I partnered closely with product, engineering, and subject-matter experts to validate assumptions and ensure design decisions aligned with operational realities.
Process
I began by mapping the current-state claims workflow across roles, decision points, and communication channels. This surfaced where claims were treated uniformly despite having very different risk profiles.
I then designed a future-state flow that introduced clear decision points early in the process. Based on claim characteristics and thresholds, the workflow could follow different paths while remaining part of a single, cohesive system.
The redesigned flow clarified where decisions should be made, who owned each step, and which claims required deeper review versus minimal friction.

Risk-based workflow showing how early decisions route claims through faster or more detailed paths based on complexity and thresholds.
Key Screens
The interface design focused on the primary claim intake task. The goal was not to automate judgment, but to support it by structuring information in a way that aligned with downstream decisions.
The core task screen demonstrates how relevant information is grouped by decision context, requirements are made explicit at the moment they matter, and different claim paths are supported without unnecessary steps.

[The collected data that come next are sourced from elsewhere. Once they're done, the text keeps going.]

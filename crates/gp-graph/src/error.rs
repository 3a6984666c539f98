//! Graph-specific error types.

use gp_core::{EdgeId, NodeId};

pub type GraphResult<T> = Result<T, GraphError>;

/// Graph construction and mutation errors.
#[derive(Debug, Clone, PartialEq, Eq)]
pub enum GraphError {
    /// A node id does not name a live node.
    UnknownNode { node: NodeId },

    /// An edge id does not name a live edge.
    UnknownEdge { edge: EdgeId },

    /// An edge between the two nodes already exists (in either direction).
    EdgeExists { start: NodeId, end: NodeId },

    /// An edge would start and end at the same node.
    SelfLoop { node: NodeId },

    /// A node or edge name is already taken.
    DuplicateName { name: String },

    /// No edge runs from `start` to `end`.
    NoEdgeBetween { start: NodeId, end: NodeId },
}

impl std::fmt::Display for GraphError {
    fn fmt(&self, f: &mut std::fmt::Formatter<'_>) -> std::fmt::Result {
        match self {
            GraphError::UnknownNode { node } => {
                write!(f, "Node {} does not exist", node)
            }
            GraphError::UnknownEdge { edge } => {
                write!(f, "Edge {} does not exist", edge)
            }
            GraphError::EdgeExists { start, end } => {
                write!(f, "There is already an edge between node {} and {}", start, end)
            }
            GraphError::SelfLoop { node } => {
                write!(f, "Edge would start and end at node {}", node)
            }
            GraphError::DuplicateName { name } => {
                write!(f, "The name {:?} is already in use", name)
            }
            GraphError::NoEdgeBetween { start, end } => {
                write!(f, "No edge runs from node {} to {}", start, end)
            }
        }
    }
}

impl std::error::Error for GraphError {}
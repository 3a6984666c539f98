//! Gas pipe discretized with the implicit box scheme.
//!
//! A pipe of length `L` gets `N = ceil(L / desired_delta_x) + 1` equidistant
//! points. Its states are the interleaved pairs `(rho_i, q_i)` for
//! `i = 0..N`, and its rows are laid out as
//!
//! ```text
//! start            boundary row of the start node
//! start + 1 + 2i   interval i, first component   (i = 0..N-1)
//! start + 2 + 2i   interval i, second component
//! after - 1        boundary row of the end node
//! ```

use gp_core::InitialValue;
use gp_physics::{BalanceLaw, BoxStates, ImplicitBoxScheme, IsothermalEuler};
use gp_solver::MatrixHandler;
use nalgebra::{DVector, Matrix2, RowVector2, Vector2};

use crate::error::{ComponentError, ComponentResult};
use crate::gas::edge::{Direction, GasEdge};
use crate::indices::IndexRange;
use crate::traits::{Equation, Stateful, Step};

#[derive(Debug, Clone)]
pub struct Pipe {
    length: f64,
    law: IsothermalEuler,
    number_of_points: usize,
    delta_x: f64,
    indices: IndexRange,
}

impl Pipe {
    /// Length, diameter and roughness in meters.
    pub fn new(
        length: f64,
        diameter: f64,
        roughness: f64,
        desired_delta_x: f64,
    ) -> ComponentResult<Self> {
        if !(length > 0.0 && length.is_finite()) {
            return Err(ComponentError::configuration(format!(
                "pipe length must be positive, got {length}"
            )));
        }
        if !(desired_delta_x > 0.0 && desired_delta_x.is_finite()) {
            return Err(ComponentError::configuration(format!(
                "desired_delta_x must be positive, got {desired_delta_x}"
            )));
        }
        let law = IsothermalEuler::new(diameter, roughness)?;
        let number_of_points = (length / desired_delta_x).ceil() as usize + 1;
        Ok(Self {
            length,
            law,
            number_of_points,
            delta_x: length / (number_of_points - 1) as f64,
            indices: IndexRange::new("state"),
        })
    }

    pub fn length(&self) -> f64 {
        self.length
    }

    pub fn number_of_points(&self) -> usize {
        self.number_of_points
    }

    pub fn delta_x(&self) -> f64 {
        self.delta_x
    }

    pub fn law(&self) -> &IsothermalEuler {
        &self.law
    }

    fn point(&self, state: &DVector<f64>, index: usize) -> Vector2<f64> {
        Vector2::new(state[index], state[index + 1])
    }

    fn scheme(&self, step: &Step<'_>) -> ImplicitBoxScheme {
        ImplicitBoxScheme::new(step.delta_t(), self.delta_x)
    }
}

fn add_block(jacobian: &mut dyn MatrixHandler, row: usize, col: usize, block: &Matrix2<f64>) {
    for i in 0..2 {
        for j in 0..2 {
            jacobian.add_to_coefficient(row + i, col + j, block[(i, j)]);
        }
    }
}

impl Stateful for Pipe {
    fn number_of_states(&self) -> usize {
        2 * self.number_of_points
    }

    fn state_indices(&self) -> &IndexRange {
        &self.indices
    }

    fn state_indices_mut(&mut self) -> &mut IndexRange {
        &mut self.indices
    }

    /// `initial` maps the position along the pipe, `0..=length`, to `(p [bar], q)`.
    fn set_initial_values(
        &self,
        new_state: &mut DVector<f64>,
        initial: &InitialValue<2>,
    ) -> ComponentResult<()> {
        let start = self.start_state_index();
        for i in 0..self.number_of_points {
            // Pin the last point to the exact length.
            let x = if i + 1 == self.number_of_points {
                self.length
            } else {
                i as f64 * self.delta_x
            };
            let [p, q] = initial.at(x)?;
            let state = self.law.state_from_p_qvol_bar(&Vector2::new(p, q));
            new_state[start + 2 * i] = state[0];
            new_state[start + 2 * i + 1] = state[1];
        }
        Ok(())
    }
}

impl Equation for Pipe {
    fn evaluate(&self, rootvalues: &mut DVector<f64>, step: &Step<'_>) {
        let scheme = self.scheme(step);
        let start = self.start_state_index();
        for i in 0..self.number_of_points - 1 {
            let left = start + 2 * i;
            let states = BoxStates {
                last_left: self.point(step.last_state, left),
                last_right: self.point(step.last_state, left + 2),
                new_left: self.point(step.new_state, left),
                new_right: self.point(step.new_state, left + 2),
            };
            let residual = scheme.evaluate_point(&self.law, &states);
            rootvalues[left + 1] = residual[0];
            rootvalues[left + 2] = residual[1];
        }
    }

    fn d_evaluate_d_new_state(&self, jacobian: &mut dyn MatrixHandler, step: &Step<'_>) {
        let scheme = self.scheme(step);
        let start = self.start_state_index();
        for i in 0..self.number_of_points - 1 {
            let left = start + 2 * i;
            let right = left + 2;
            let d_left =
                scheme.devaluate_point_dnew_left(&self.law, &self.point(step.new_state, left));
            let d_right =
                scheme.devaluate_point_dnew_right(&self.law, &self.point(step.new_state, right));
            add_block(jacobian, left + 1, left, &d_left);
            add_block(jacobian, left + 1, right, &d_right);
        }
    }

    fn d_evaluate_d_last_state(&self, jacobian: &mut dyn MatrixHandler, step: &Step<'_>) {
        let d_last = self.scheme(step).devaluate_point_dlast();
        let start = self.start_state_index();
        for i in 0..self.number_of_points - 1 {
            let left = start + 2 * i;
            add_block(jacobian, left + 1, left, &d_last);
            add_block(jacobian, left + 1, left + 2, &d_last);
        }
    }
}

impl GasEdge for Pipe {
    fn boundary_equation_index(&self, direction: Direction) -> usize {
        match direction {
            Direction::Start => self.start_state_index(),
            Direction::End => self.after_state_index() - 1,
        }
    }

    fn boundary_state_index(&self, direction: Direction) -> usize {
        match direction {
            Direction::Start => self.start_state_index(),
            Direction::End => self.after_state_index() - 2,
        }
    }

    fn boundary_p_qvol_bar(&self, direction: Direction, state: &DVector<f64>) -> Vector2<f64> {
        let point = self.point(state, self.boundary_state_index(direction));
        self.law.p_qvol_bar(&point)
    }

    fn dboundary_p_qvol_dstate(
        &self,
        direction: Direction,
        jacobian: &mut dyn MatrixHandler,
        function_derivative: RowVector2<f64>,
        row: usize,
        state: &DVector<f64>,
    ) {
        let index = self.boundary_state_index(direction);
        let derivative = function_derivative * self.law.dp_qvol_bar_dstate(&self.point(state, index));
        jacobian.add_to_coefficient(row, index, derivative[0]);
        jacobian.add_to_coefficient(row, index + 1, derivative[1]);
    }
}

#[cfg(test)]
mod tests {
    use super::*;

    #[test]
    fn point_count_rounds_up() {
        let pipe = Pipe::new(1000.0, 0.5, 1e-5, 300.0).unwrap();
        assert_eq!(pipe.number_of_points(), 5);
        assert_eq!(pipe.number_of_states(), 10);
        assert!((pipe.delta_x() - 250.0).abs() < 1e-12);
    }

    #[test]
    fn exact_spacing_adds_one_point() {
        let pipe = Pipe::new(1000.0, 0.5, 1e-5, 100.0).unwrap();
        assert_eq!(pipe.number_of_points(), 11);
        assert_eq!(pipe.number_of_states(), 22);
    }

    #[test]
    fn boundary_rows_bracket_interior_rows() {
        let mut pipe = Pipe::new(1000.0, 0.5, 1e-5, 500.0).unwrap();
        assert_eq!(pipe.set_indices(7), 13);
        assert_eq!(pipe.boundary_equation_index(Direction::Start), 7);
        assert_eq!(pipe.boundary_equation_index(Direction::End), 12);
        assert_eq!(pipe.boundary_state_index(Direction::End), 11);
    }

    #[test]
    fn rejects_bad_geometry() {
        assert!(matches!(
            Pipe::new(-1.0, 0.5, 1e-5, 100.0),
            Err(ComponentError::Configuration { .. })
        ));
        assert!(matches!(
            Pipe::new(100.0, 0.0, 1e-5, 10.0),
            Err(ComponentError::Physics(_))
        ));
        assert!(Pipe::new(100.0, 0.5, 1e-5, 0.0).is_err());
    }

    #[test]
    fn initial_profile_is_interpolated_along_the_pipe() {
        let mut pipe = Pipe::new(1000.0, 0.5, 1e-5, 500.0).unwrap();
        pipe.set_indices(0);
        let initial = InitialValue::new([(0.0, [60.0, 10.0]), (1000.0, [50.0, 10.0])]).unwrap();
        let mut state = DVector::zeros(6);
        pipe.set_initial_values(&mut state, &initial).unwrap();

        let middle = pipe.law().p_qvol_bar(&Vector2::new(state[2], state[3]));
        assert!((middle[0] - 55.0).abs() < 1e-9);
        assert!((middle[1] - 10.0).abs() < 1e-9);
    }
}
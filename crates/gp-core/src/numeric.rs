/// Floating point type used throughout the system.
pub type Real = f64;

/// Slack allowed when a time query lands just outside a sampled range.
pub const TIME_EPSILON: Real = 1e-10;

/// Derivative of `|x|`, taking 0 at the kink.
pub fn dabs_dx(x: Real) -> Real {
    if x > 0.0 {
        1.0
    } else if x < 0.0 {
        -1.0
    } else {
        0.0
    }
}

The Details step captures classification and loss information early, setting up downstream steps and reducing rework later in the process.
Nested Attachment Flow
What initially appeared to be a simple attachment step evolved into a nested workflow with its own requirements, validations, and downstream impact.
File Upload
As soon as supporting files were introduced, the claim path diverged — triggering additional data capture, conditional logic, and review states that could not be handled inline without increasing cognitive load.
Treating this as a contained sub-flow allowed standard claims to move quickly while ensuring higher-risk scenarios captured the right information early, reducing follow-up and rework later in the process.
Adding/Editing a Location
This same pattern emerged again when adding new locations mid-claim. What appeared to be a simple action introduced conditional requirements, validation states, and downstream impacts that could not be handled inline without breaking the primary flow.
Solution
The final solution aligned the claims experience with how work actually needed to happen.
By introducing clear decision points and conditional paths, the workflow supported faster handling of low-risk claims while preserving appropriate review for more complex cases. Manual communication was reduced by making ownership, requirements, and next steps explicit within the system.
Outcome
A new claims lifecycle was designed to streamline compliance-heavy intake and validation workflows, increasing operational productivity and reducing payout timelines by approximately 50%.
By separating low-risk claims from more complex cases, the system removed unnecessary bottlenecks while maintaining the oversight required for higher-risk scenarios.
With additional time, I would introduce instrumentation to measure throughput, decision time, and handoff frequency, enabling continued optimization based on real-world usage.